Os instrumentos trazidos à análise são inequivocamente contratos mercantis de compra e venda de ouro a termo, não pela razão simples e óbvia de sua nomenclatura (cf. fls. 61/65), mas sim por tratarem de uma transação comercial cujas avenças contêm as seguintes características:


a) a vendedora compromete-se a vender uma determinada quantia de ouro com certo grau de pureza mediante o pagamento de um preço expressamente ajustado na celebração do instrumento (cláusula I);


b) a partir da assinatura do contrato, o comprador pode dispor livremente da propriedade do ouro mediante cessão do contrato a terceiros (cláusula III);


c) pode o comprador antes do vencimento exercer seu direito de arrependimento por meio do distrato comercial, sendo a quantia paga devolvida com juros e correção monetária segundo a OTN, ou o índice utilizado para atualizar as cadernetas de poupança, ou, na falta daqueles, o índice que atualiza os débitos tributários federais (cláusulas V, VI e VII).
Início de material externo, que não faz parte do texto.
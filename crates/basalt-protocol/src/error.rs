//! Parser error types.
//!
//! The `Display` text of each variant is the reason string sent to the
//! client as `-ERR Protocol error: <reason>` before the connection is
//! closed.

use thiserror::Error;

/// Errors produced while parsing a client request.
#[derive(Debug, Error, Clone, PartialEq, Eq)]
pub enum ProtocolError {
    /// A length line started with the wrong prefix byte.
    #[error("invalid length")]
    InvalidLengthPrefix,

    /// A length line exceeded the maximum allowed size without a
    /// terminating CRLF.
    #[error("length line too long")]
    LengthLineTooLong,

    /// A length line was empty.
    #[error("missing length")]
    MissingLength,

    /// A length line did not parse as a decimal integer.
    #[error("length is not a valid integer")]
    InvalidLength,

    /// A multi-bulk header declared a negative or oversized argument count.
    #[error("invalid multibulk count")]
    InvalidMultibulkCount,

    /// A bulk argument declared a negative or oversized byte length.
    #[error("invalid bulk length")]
    InvalidBulkLength,

    /// The two bytes following a bulk argument were not `\r\n`.
    #[error("invalid bulk terminator")]
    InvalidBulkTerminator,
}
Além dessas características, há precedente desta Corte no qual o Bacen expressamente confirma a natureza jurídica dos contratos em debate, consoante se pode atestar:


Trata-se de mandado de injunção, com pedido de liminar, impetrado por «METALBRAZ – Comércio de Ouro, Importação e Exportação Ltda.» contra a União Federal. Diz a impetrante que pretende atuar no mercado de ouro em barras, «atividade ainda não contemplada com a respectiva regulamentação». Pede, então, que esta Corte supra a lacuna existente, autorizando-a, «enquanto não for disciplinada tal modalidade, a operar na comercialização do ouro puro, 24 quilateres, teor 999, em barras ou linguotes, com previsão de pagamento à vista ou de forma programada, protegendo, dessa maneira, o direito constitucionalmente assegurado à impetrante, mas não exercido por falta de regulamentação.»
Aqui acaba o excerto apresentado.